日本の海外直接投資残高の推移(2017年末時点)

 「自国第一主義」は、言葉を代えれば「利己主義」であり「非寛容」である。自国第一を願いながら国際協調も同時に追求してきた各国が、「利他主義」や「寛容」に耐えられなくなってきているのが原因である。英国のEU離脱(ブレグジット)は、英国民の多くが拠出金の割に得るべきものが少なく、一方でEUに国家主権を脅かされていると認識したが故に生じた。そのEUも、トルコや北アフリカ諸国からの難民受け入れに強く抵抗する勢力が増大している。
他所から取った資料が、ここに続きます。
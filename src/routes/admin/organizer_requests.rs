//! Admin organizer-request route handlers

use afisha_organizer::{DecideRequestInput, Status};
use afisha_shared::Actor;
use axum::{
    Extension, Json,
    extract::{Path, Query, State},
};
use serde::Deserialize;

use crate::error::{AppError, AppResult};
use crate::routes::AppState;
use crate::routes::organizer_requests::OrganizerRequestResponse;

const DEFAULT_PAGE_SIZE: u64 = 100;
const MAX_PAGE_SIZE: u64 = 200;

#[derive(Debug, Deserialize)]
pub struct RequestListQuery {
    pub status: Option<Status>,
    pub limit: Option<u64>,
    pub offset: Option<u64>,
}

/// GET /admin/organizer-requests
pub async fn list(
    State(state): State<AppState>,
    Query(query): Query<RequestListQuery>,
) -> AppResult<Json<Vec<OrganizerRequestResponse>>> {
    let rows = state
        .organizer_query
        .admin_list(
            query.status,
            query.limit.unwrap_or(DEFAULT_PAGE_SIZE).min(MAX_PAGE_SIZE),
            query.offset.unwrap_or(0),
        )
        .await
        .map_err(AppError::Internal)?;

    Ok(Json(rows.into_iter().map(Into::into).collect()))
}

/// POST /admin/organizer-requests/{id}/approve
///
/// Flips the requester's role together with the request status; the
/// decision email is best effort.
pub async fn approve(
    State(state): State<AppState>,
    Extension(actor): Extension<Actor>,
    Path(id): Path<String>,
    Json(input): Json<DecideRequestInput>,
) -> AppResult<Json<OrganizerRequestResponse>> {
    let request = state.organizer.approve(&actor, id, input).await?;

    notify_decision(&state, &request.user_id, true, request.admin_comment.as_deref()).await;

    Ok(Json(request.into()))
}

/// POST /admin/organizer-requests/{id}/reject
pub async fn reject(
    State(state): State<AppState>,
    Extension(actor): Extension<Actor>,
    Path(id): Path<String>,
    Json(input): Json<DecideRequestInput>,
) -> AppResult<Json<OrganizerRequestResponse>> {
    let request = state.organizer.reject(&actor, id, input).await?;

    notify_decision(&state, &request.user_id, false, request.admin_comment.as_deref()).await;

    Ok(Json(request.into()))
}

async fn notify_decision(state: &AppState, user_id: &str, approved: bool, comment: Option<&str>) {
    let user = match state.user_query.find(user_id).await {
        Ok(Some(user)) => user,
        Ok(None) => return,
        Err(e) => {
            tracing::warn!("Failed to load user for decision email: {e:?}");
            return;
        }
    };

    if let Err(e) = state.email.send_organizer_request_decision(
        &user.email,
        approved,
        comment.unwrap_or_default(),
    ) {
        tracing::warn!(user_id = %user_id, "Failed to send decision email: {e:?}");
    }
}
米国のトランプ大統領は自国第一主義を標榜して、「忘れさられたホワイト・ブルーカラー層」の支持を得た。貿易赤字は許し難いし、雇用輸出につながる米国企業の海外直接投資も国益を損なう。非白人のマイノリティーに対しても冷たく、彼らを「口撃」しても白人の支持を得られればよい、と考えている。ロシアはウクライナの領土とみなされていたクリミア・セヴァストポリを編入し、中国も南シナ海領有権問題で強硬な姿勢を崩さない。中国は一帯一路政策で、遠く欧州・アフリカまでその権益を延ばしている。カンボジア南西部の港町・シアヌークビルは今や中国の町と化している。ブラジルのボルソナロ政権は、経済開発優先でアマゾン開発に伴う大規模火災を容認するような姿勢を見せ、欧州諸国と鋭く対立している。日本も韓国との間でかつてない緊張関係にある。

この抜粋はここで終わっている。